Food, life, and fun in my "kampung,"(village), KL (Kuala Lumpur). Did I mention "food?"


Alias Chin Peng

By Allan Yap & Nigel A. Skelchy

For most, the name above will not mean anything. Even for me, a relatively well read late Baby Boomer, Chin Peng is a name that was spoken of only in derogatory terms and a person only seen in fuzzy black and white pictures in the context of National propaganda.

Chin Peng for me is as "real" as perhaps Henry VIII is for school kids in the UK. I never connected him to a real person. Instead, he was associated with events in Malaysia's past. Our history. And when history takes over, the person is lost.

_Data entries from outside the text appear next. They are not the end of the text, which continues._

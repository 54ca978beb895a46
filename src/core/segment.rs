//! Playback segments and the cached-span state machine.
//!
//! - `Segment`: the downstream-requested playback window plus standard
//!   seek arithmetic (`do_seek`).
//! - `SegmentTracker`: the span `[start, stop)` the cache is authoritative
//!   for, and the two booleans that drive refill requests.

use log::debug;
use std::fmt;

use crate::core::clock::{ClockTime, DisplayOpt};
use crate::core::error::CacheError;
use crate::core::event::{Format, SeekEvent, SeekFlags, SeekType};

/// Playback window `{rate, start, stop, position}`
#[derive(Debug, Clone, PartialEq)]
pub struct Segment {
    pub rate: f64,
    pub format: Format,
    pub flags: SeekFlags,
    pub start: ClockTime,
    /// `None` = play until upstream runs dry
    pub stop: Option<ClockTime>,
    /// Stream time corresponding to `start`
    pub time: ClockTime,
    /// Next timestamp to emit
    pub position: ClockTime,
    pub duration: Option<ClockTime>,
}

impl Default for Segment {
    fn default() -> Self {
        Self {
            rate: 1.0,
            format: Format::Time,
            flags: SeekFlags::empty(),
            start: ClockTime::ZERO,
            stop: None,
            time: ClockTime::ZERO,
            position: ClockTime::ZERO,
            duration: None,
        }
    }
}

impl Segment {
    /// Time segment covering `[start, stop)`
    pub fn new_time(start: ClockTime, stop: Option<ClockTime>) -> Self {
        Self {
            start,
            stop,
            time: start,
            position: start,
            ..Default::default()
        }
    }

    /// Apply a seek. On error the segment is left untouched.
    ///
    /// Returns true when the playback position changed.
    pub fn do_seek(&mut self, seek: &SeekEvent) -> Result<bool, CacheError> {
        if !seek.rate.is_finite() || seek.rate == 0.0 {
            return Err(CacheError::InvalidSeek(format!("rate {} not allowed", seek.rate)));
        }
        if seek.rate < 0.0 {
            return Err(CacheError::InvalidSeek("reverse playback is not supported".into()));
        }
        if seek.format != self.format {
            return Err(CacheError::FormatUnavailable(seek.format));
        }

        let mut start = match seek.start_type {
            SeekType::None => self.start,
            SeekType::Set => seek.start.unwrap_or(ClockTime::ZERO),
            SeekType::End => {
                let duration = self
                    .duration
                    .ok_or_else(|| CacheError::InvalidSeek("end-relative start without duration".into()))?;
                duration - seek.start.unwrap_or(ClockTime::ZERO)
            }
        };
        let mut stop = match seek.stop_type {
            SeekType::None => self.stop,
            SeekType::Set => seek.stop,
            SeekType::End => {
                let duration = self
                    .duration
                    .ok_or_else(|| CacheError::InvalidSeek("end-relative stop without duration".into()))?;
                Some(duration - seek.stop.unwrap_or(ClockTime::ZERO))
            }
        };

        if let Some(duration) = self.duration {
            start = start.min(duration);
            stop = stop.map(|s| s.min(duration));
        }

        if let Some(stop) = stop
            && start >= stop
        {
            return Err(CacheError::InvalidSeek(format!("start {} not before stop {}", start, stop)));
        }

        let update = self.position != start;
        self.rate = seek.rate;
        self.flags = seek.flags;
        self.start = start;
        self.stop = stop;
        self.time = start;
        self.position = start;

        Ok(update)
    }

    /// Whether `position` lies within `[start, stop)`
    pub fn contains(&self, position: ClockTime) -> bool {
        position >= self.start && self.stop.is_none_or(|stop| position < stop)
    }
}

impl fmt::Display for Segment {
    fn fmt(&self, f: &mut fmt::Formatter<'_>) -> fmt::Result {
        write!(
            f,
            "segment rate={} format={:?} start={} stop={} time={} position={}",
            self.rate,
            self.format,
            self.start,
            DisplayOpt(self.stop),
            self.time,
            self.position
        )
    }
}

/// Span bookkeeping: what has been requested from and delivered by upstream.
#[derive(Debug, Clone)]
pub struct SegmentTracker {
    start: Option<ClockTime>,
    stop: Option<ClockTime>,
    /// Upstream announced a range without a stop
    open_ended: bool,
    /// Upstream finished delivering the last requested range
    segment_done: bool,
    /// Read-ahead budget satisfied, no more range requests
    forward_done: bool,
    lookahead: ClockTime,
}

impl SegmentTracker {
    pub fn new(lookahead: ClockTime) -> Self {
        Self {
            start: None,
            stop: None,
            open_ended: false,
            segment_done: false,
            forward_done: false,
            lookahead,
        }
    }

    pub fn start(&self) -> Option<ClockTime> {
        self.start
    }

    /// `None` while unset or open-ended
    pub fn stop(&self) -> Option<ClockTime> {
        if self.open_ended { None } else { self.stop }
    }

    pub fn is_open_ended(&self) -> bool {
        self.open_ended
    }

    pub fn segment_done(&self) -> bool {
        self.segment_done
    }

    pub fn forward_done(&self) -> bool {
        self.forward_done
    }

    /// `start <= position < stop`
    pub fn contains(&self, position: ClockTime) -> bool {
        let Some(start) = self.start else {
            return false;
        };
        if position < start {
            return false;
        }
        if self.open_ended {
            return true;
        }
        self.stop.is_some_and(|stop| position < stop)
    }

    /// Upstream announced the range it is about to deliver.
    ///
    /// Only a range overlapping or adjoining the span is merged, so the span
    /// never covers a gap. Returns false for a disjoint range.
    pub fn on_segment(&mut self, start: ClockTime, stop: Option<ClockTime>) -> bool {
        if !self.touches(start, stop) {
            debug!(
                "Segment [{}, {}) disjoint from span [{}, {}), ignored",
                start,
                DisplayOpt(stop),
                DisplayOpt(self.start),
                DisplayOpt(self.stop())
            );
            return false;
        }

        if self.start.is_none_or(|s| s > start) {
            self.start = Some(start);
        }
        match stop {
            Some(stop) => {
                if self.stop.is_none_or(|s| s < stop) {
                    self.stop = Some(stop);
                }
            }
            None => self.open_ended = true,
        }

        self.forward_done = match (self.open_ended, self.stop) {
            (false, Some(span_stop)) => start + self.lookahead > span_stop,
            _ => true,
        };

        debug!(
            "Span now [{}, {}) open_ended={} forward_done={}",
            DisplayOpt(self.start),
            DisplayOpt(self.stop),
            self.open_ended,
            self.forward_done
        );
        true
    }

    /// `[start, stop)` overlaps or adjoins the span. Anything touches an
    /// unset span.
    fn touches(&self, start: ClockTime, stop: Option<ClockTime>) -> bool {
        let Some(span_start) = self.start else {
            return true;
        };
        let below_end = self.open_ended || self.stop.is_none_or(|span_stop| start <= span_stop);
        let above_start = stop.is_none_or(|stop| stop >= span_start);
        below_end && above_start
    }

    /// Upstream reached the end of the requested range.
    pub fn on_range_complete(&mut self) {
        self.segment_done = true;
    }

    /// Collapse the span to the point `[position, position)`.
    pub fn reset(&mut self, position: ClockTime) {
        self.start = Some(position);
        self.stop = Some(position);
        self.open_ended = false;
        self.segment_done = true;
        self.forward_done = false;
    }

    /// Eviction moved the first retained timestamp.
    pub fn set_start(&mut self, start: ClockTime) {
        self.start = Some(start);
    }

    /// Next range to request from upstream, if one is due.
    ///
    /// Clears `segment_done`; the caller restores it with
    /// `restore_pending_refill` when the request could not be sent.
    pub fn take_refill(&mut self, requested_stop: Option<ClockTime>) -> Option<(ClockTime, ClockTime)> {
        if self.forward_done || !self.segment_done || self.open_ended {
            return None;
        }
        let from = self.stop?;
        let mut to = from + self.lookahead;
        if let Some(requested_stop) = requested_stop {
            to = to.min(requested_stop);
        }
        if to <= from {
            // Requested segment fully covered
            self.forward_done = true;
            return None;
        }
        self.segment_done = false;
        Some((from, to))
    }

    pub fn restore_pending_refill(&mut self) {
        self.segment_done = true;
    }
}

#[cfg(test)]
mod tests {
    use super::*;

    fn secs(s: u64) -> ClockTime {
        ClockTime::from_seconds(s)
    }

    #[test]
    fn test_do_seek_absolute() {
        let mut segment = Segment::default();
        let update = segment.do_seek(&SeekEvent::new(secs(2), Some(secs(8)))).unwrap();
        assert!(update);
        assert_eq!(segment.start, secs(2));
        assert_eq!(segment.stop, Some(secs(8)));
        assert_eq!(segment.position, secs(2));
        assert!(segment.contains(segment.position));
    }

    #[test]
    fn test_do_seek_keeps_unset_values() {
        let mut segment = Segment::new_time(secs(1), Some(secs(9)));
        let mut seek = SeekEvent::new(secs(4), None);
        seek.stop_type = SeekType::None;
        segment.do_seek(&seek).unwrap();
        assert_eq!(segment.start, secs(4));
        assert_eq!(segment.stop, Some(secs(9)));
    }

    #[test]
    fn test_do_seek_end_relative() {
        let mut segment = Segment {
            duration: Some(secs(10)),
            ..Default::default()
        };
        let mut seek = SeekEvent::new(secs(3), None);
        seek.start_type = SeekType::End;
        segment.do_seek(&seek).unwrap();
        assert_eq!(segment.start, secs(7));

        let mut no_duration = Segment::default();
        assert!(matches!(no_duration.do_seek(&seek), Err(CacheError::InvalidSeek(_))));
    }

    #[test]
    fn test_do_seek_rejects_invalid() {
        let mut segment = Segment::new_time(secs(1), None);
        let before = segment.clone();

        let backwards = SeekEvent::new(secs(5), Some(secs(2)));
        assert!(matches!(segment.do_seek(&backwards), Err(CacheError::InvalidSeek(_))));

        let reverse = SeekEvent::new(secs(2), None).with_rate(-1.0);
        assert!(matches!(segment.do_seek(&reverse), Err(CacheError::InvalidSeek(_))));

        let bytes = SeekEvent::new(secs(2), None).with_format(Format::Bytes);
        assert_eq!(segment.do_seek(&bytes), Err(CacheError::FormatUnavailable(Format::Bytes)));

        assert_eq!(segment, before);
    }

    #[test]
    fn test_tracker_union_and_forward_done() {
        let mut tracker = SegmentTracker::new(secs(2));
        tracker.reset(secs(0));
        assert!(!tracker.contains(secs(0)));

        assert!(tracker.on_segment(secs(0), Some(secs(2))));
        assert_eq!(tracker.start(), Some(secs(0)));
        assert_eq!(tracker.stop(), Some(secs(2)));
        assert!(!tracker.forward_done());
        assert!(tracker.contains(secs(1)));

        // Short range (clamped by requested stop) satisfies the read-ahead
        tracker.on_segment(secs(2), Some(secs(3)));
        assert_eq!(tracker.stop(), Some(secs(3)));
        assert!(tracker.forward_done());
    }

    #[test]
    fn test_tracker_ignores_disjoint_range() {
        let mut tracker = SegmentTracker::new(secs(2));
        tracker.reset(secs(6));

        // Answer to a request built before the reset
        assert!(!tracker.on_segment(secs(2), Some(secs(4))));
        assert_eq!(tracker.start(), Some(secs(6)));
        assert_eq!(tracker.stop(), Some(secs(6)));
        assert!(!tracker.contains(secs(4)));

        // Key-unit snap may start the answer before the span
        assert!(tracker.on_segment(ClockTime::from_mseconds(5500), Some(secs(8))));
        assert_eq!(tracker.start(), Some(ClockTime::from_mseconds(5500)));
        assert_eq!(tracker.stop(), Some(secs(8)));

        // Adjoining ranges extend the span
        assert!(tracker.on_segment(secs(8), Some(secs(10))));
        assert!(!tracker.on_segment(secs(11), None));
        assert!(!tracker.is_open_ended());
        assert_eq!(tracker.stop(), Some(secs(10)));
    }

    #[test]
    fn test_tracker_refill_cycle() {
        let mut tracker = SegmentTracker::new(secs(2));
        tracker.reset(secs(4));

        assert_eq!(tracker.take_refill(None), Some((secs(4), secs(6))));
        // Request in flight
        assert_eq!(tracker.take_refill(None), None);

        tracker.on_segment(secs(4), Some(secs(6)));
        tracker.on_range_complete();
        assert_eq!(tracker.take_refill(Some(secs(7))), Some((secs(6), secs(7))));

        tracker.restore_pending_refill();
        assert!(tracker.segment_done());
    }

    #[test]
    fn test_tracker_refill_stops_at_requested_stop() {
        let mut tracker = SegmentTracker::new(secs(2));
        tracker.reset(secs(5));
        assert_eq!(tracker.take_refill(Some(secs(5))), None);
        assert!(tracker.forward_done());
    }

    #[test]
    fn test_tracker_open_ended() {
        let mut tracker = SegmentTracker::new(secs(2));
        tracker.on_segment(secs(0), None);
        assert!(tracker.is_open_ended());
        assert!(tracker.forward_done());
        assert!(tracker.contains(secs(1000)));
        tracker.on_range_complete();
        assert_eq!(tracker.take_refill(None), None);
    }
}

For those who don't know who Chin Peng is, he is the man who led the Communist Party of Malaya or CPM during the dark days of the Communist insurgency and the Emergency during post war Malaya. Yes, without the 'si.'

I read an article in The Star which made me want to find out a little more about the man. And since he had visited Singapore (or so I read in that article) I went to The Straits Times of Singapore (their online version since by agreement, they cannot sell their newspaper in Malaysia) to do a little research.

I found the same article but with pictures of the man. Bald, liver spotted, looking distinctly uncomfortable in his suit and tie, sitting next to Santa Claus. I think that was the guy who wrote Chin Peng's memoirs. Ian Ward.

All of a sudden, there was a face to the name and what Hollywood would call, a backstory. Basically, this was a man who was someone's son, probably someone's brother, someone's husband who was driven to fight and kill for what he believed in.

Please don't get me wrong. I don't and can't subscribe to what he believed in or how he did it. But I cannot help but have some sneaking admiration for someone who created such a large swathe of history. I don't think he or anyone who creates such history actually sets out to do it. All they do is to have the courage of their conviction to do what other people can only complain about.

In many ways, he casts as large a shadow over our history as our first Prime Minister or our immediate former Prime Minister. Not necessarily in a good way, but the footprint is still there, whether we care to look at it or not.